Rick Rule, just a legend
Rick Rule, the patron saint of natural resource investing, is known for his wisdom, often delivered in quotable one-liners that resonate deeply with the mining and exploration community. In a detailed conversation with Luc Ten Have, we dissected some of Rule’s most impactful advice, examining their practical applications in the volatile world of junior mining stocks. From the virtues of patience to the challenges of navigating speculative investments, this discussion offers a roadmap for investors navigating the high-stakes resource sector.
Key Takeaways
- 1. Patience is a virtue in resource investing, but it must be balanced with clarity about when to cut losses to avoid endless “bag-holding.”
- 2. Track record and credibility distinguish true company builders from promotional CEOs, making past success a key factor in investment decisions.
- 3. Drill plays are high-risk propositions that require careful assessment of whether a single failure will collapse the story or if the company has other viable targets.
- 4. Investing after a discovery is confirmed, even at higher prices, can still yield significant returns by reducing risk and increasing certainty.
- 5. Royalty companies and reverse-engineering success stories offer alternative strategies for participating in discoveries while mitigating risk.
Why Is Patience Key in Resource Investing?
Rick Rule’s reflection, “When I was a young man with a lot of time left on Earth, ironically, I was very impatient. But now, as I age and have less time on Earth, I’ve developed much more patience,” underscores the essential but elusive virtue of patience in mining investments.
Luc explained, “Patience often distinguishes successful investors from speculators. The temptation to jump on every new discovery or rumor is ever-present, but true value often requires waiting through months or even years of uncertainty.”
He stressed the need for discipline, noting, “In reality, cutting losses versus holding out is a personal decision rooted in strategy. The danger lies in constantly chasing the next opportunity, which can deplete your capital without yielding returns.”
When Does Patience Turn Into Bag-Holding?
Patience is often just a polite way of saying bag-holding, though.
The challenge lies in differentiating between enduring short-term volatility and clinging to a losing position. -Rick Rule often invests based on unanswered questions. If a company’s drill program fails to meet expectations, he’s willing to exit, even at a significant loss. The lesson here is clarity—knowing when the story has fundamentally changed.
What Separates Great Builders From Promoters?
Drawing on Rule’s admiration for company builders like Adolf Lundin and Ross Beaty, Luc dissected the traits that set them apart from less successful operators. “The real differentiator,” Luc said, “is track record. Success begets success. Lundin, Beaty, and others attract top geologists and investors because they deliver results consistently.”

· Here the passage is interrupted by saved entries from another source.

use anyhow::Context;
use argh::FromArgs;
use common::rng::SysRng;

use crate::init;
use crate::provision::{provision, LexeRunner};
use crate::types::{BitcoindRpcInfo, Network, NodeAlias, Port, UserId};

pub const DEFAULT_BACKEND_URL: &str = "http://127.0.0.1:3030";
pub const DEFAULT_RUNNER_URL: &str = "http://127.0.0.1:5050";

/// the Lexe node CLI
#[derive(Debug, PartialEq, Eq, FromArgs)]
pub struct Args {
    #[argh(subcommand)]
    cmd: Command,
}

#[derive(Debug, PartialEq, Eq, FromArgs)]
#[argh(subcommand)]
pub enum Command {
    Start(StartCommand),
    Provision(ProvisionCommand),
}

/// Start the Lexe node
#[derive(Debug, PartialEq, Eq, FromArgs)]
#[argh(subcommand, name = "start")]
pub struct StartCommand {
    /// bitcoind rpc info, in the format <username>:<password>@<host>:<port>
    #[argh(positional)]
    pub bitcoind_rpc: BitcoindRpcInfo,

    /// the Lexe user id used in queries to the persistence API
    #[argh(option)]
    pub user_id: UserId,

    /// the port on which to accept Lightning P2P connections.
    /// Defaults to a port assigned by the OS
    #[argh(option)]
    pub peer_port: Option<Port>,

    /// this node's Lightning Network alias
    #[argh(option, default = "NodeAlias::default()")]
    pub announced_node_name: NodeAlias,

    /// testnet or mainnet. Defaults to testnet.
    #[argh(option, default = "Network::default()")]
    pub network: Network,

    /// the port warp uses to accept commands and TLS connections.
    #[argh(option)]
    /// Defaults to a port assigned by the OS
    pub warp_port: Option<Port>,

    /// whether the node should shut down after completing sync and other
    /// maintenance tasks. This only applies if no activity was detected prior
    /// to the completion of sync (which is usually what happens). Useful when
    /// starting nodes for maintenance purposes. Defaults to false.
    #[argh(switch, short = 's')]
    pub shutdown_after_sync_if_no_activity: bool,

    /// how long the node will stay online (in seconds) without any activity
    /// before shutting itself down. The timer resets whenever the node
    /// receives some activity. Defaults to 3600 seconds (1 hour)
    #[argh(option, short = 'i', default = "3600")]
    pub inactivity_timer_sec: u64,

    /// whether to start the REPL, for debugging purposes. Only takes effect if
    /// the node is run outside of SGX.
    #[argh(switch)]
    pub repl: bool,

    /// protocol://host:port of the node backend.
    #[argh(option, default = "DEFAULT_BACKEND_URL.into()")]
    pub backend_url: String,

    /// protocol://host:port of the runner.
    #[argh(option, default = "DEFAULT_RUNNER_URL.into()")]
    pub runner_url: String,
}

/// Provision a new Lexe node for a user
#[derive(Debug, PartialEq, Eq, FromArgs)]
#[argh(subcommand, name = "provision")]
pub struct ProvisionCommand {
    /// the Lexe user id to provision the node for
    #[argh(option)]
    pub user_id: UserId,

    /// the DNS name the node enclave should include in its remote attestation
    /// certificate and the client will expect in its connection
    #[argh(option)]
    pub node_dns_name: String,

    /// the port to accept a TLS connection from the client for the
    /// provisioning process.
    #[argh(option)]
    pub port: Port,

    /// protocol://host:port of the node backend.
    #[argh(option, default = "DEFAULT_BACKEND_URL.into()")]
    pub backend_url: String,

    /// protocol://host:port of the runner.
    #[argh(option, default = "DEFAULT_RUNNER_URL.into()")]
    pub runner_url: String,
}

// -- impl Args -- //

impl Args {
    pub fn run(self) -> anyhow::Result<()> {
        match self.cmd {
            Command::Start(args) => {
                // TODO(phlip9): set runtime max_blocking_threads and
                // worker_threads to a reasonable value, then match that value
                // in the Cargo.toml SGX metadata.
                let rt = tokio::runtime::Builder::new_multi_thread()
                    .enable_all()
                    .build()
                    .expect("Failed to build tokio runtime");
                let mut rng = SysRng::new();
                rt.block_on(init::start_ldk(&mut rng, args))
                    .context("Error running node")
            }
            Command::Provision(args) => {
                let rt = tokio::runtime::Builder::new_current_thread()
                    .enable_all()
                    .build()
                    .expect("Failed to init tokio runtime");
                let mut rng = SysRng::new();
                let runner = LexeRunner::new(
                    args.backend_url.clone(),
                    args.runner_url.clone(),
                );
                rt.block_on(provision(args, &mut rng, runner))
                    .context("error while provisioning")
            }
        }
    }
}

But what about first-timers? “Luck plays a role,” Luc admitted. “Even a highly skilled operator needs a win to gain credibility. Chris Taylor of Great Bear Resources is a recent example—his success ensures investors will back him again.”

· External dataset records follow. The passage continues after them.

//! Debug methods for use during development.

use anyhow::Context;
use flutter_rust_bridge::frb;

use crate::{
    app::AppConfig, ffi::types::Config, ffs::FlatFileFs,
    secret_store::SecretStore, storage,
};

/// Delete the local persisted `SecretStore` and `RootSeed`.
///
/// WARNING: you will need a backup recovery to use the account afterwards.
#[frb(sync)]
pub fn delete_secret_store(config: Config) -> anyhow::Result<()> {
    SecretStore::new(&config.into()).delete()
}

/// Delete the local latest_release file.
#[frb(sync)]
pub fn delete_latest_provisioned(config: Config) -> anyhow::Result<()> {
    let app_config = AppConfig::from(config);
    let app_data_ffs = FlatFileFs::create_dir_all(app_config.app_data_dir)
        .context("Could not create app data ffs")?;
    storage::delete_latest_provisioned(&app_data_ffs)?;
    Ok(())
}

/// Unconditionally panic (for testing).
pub fn unconditional_panic() {
    panic!("Panic inside app-rs");
}

/// Unconditionally return Err (for testing).
pub fn unconditional_error() -> anyhow::Result<()> {
    Err(anyhow::format_err!("Error inside app-rs"))
}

How Do You Handle Stocks That Double Without New Information?
Another Rick Rule gem is his observation that many speculators buy more of a stock that doubles without new information, a move he finds counterintuitive. Luc agreed, emphasizing that speculation without tangible data is risky.
“If a drill program provides clear, game-changing results, then paying a higher price for increased certainty can be worthwhile,” Luc explained. “The challenge is psychological—can you overcome the regret of not buying earlier and still see the value at current levels?”
What Do Failed Drill Plays Teach Us?
Luc provided cautionary tales from companies like Sendero Resources and Cascadia Minerals, which suffered severe market downturns after disappointing drill results. “Buying into a single drill target is like betting everything on one card,” he warned.
However, he highlighted cases like Azimut and Sun Peak, where diversified portfolios of drill targets reduce risk. “If one drill program fails, the company has other opportunities to prove its thesis,” he said, illustrating a balanced approach.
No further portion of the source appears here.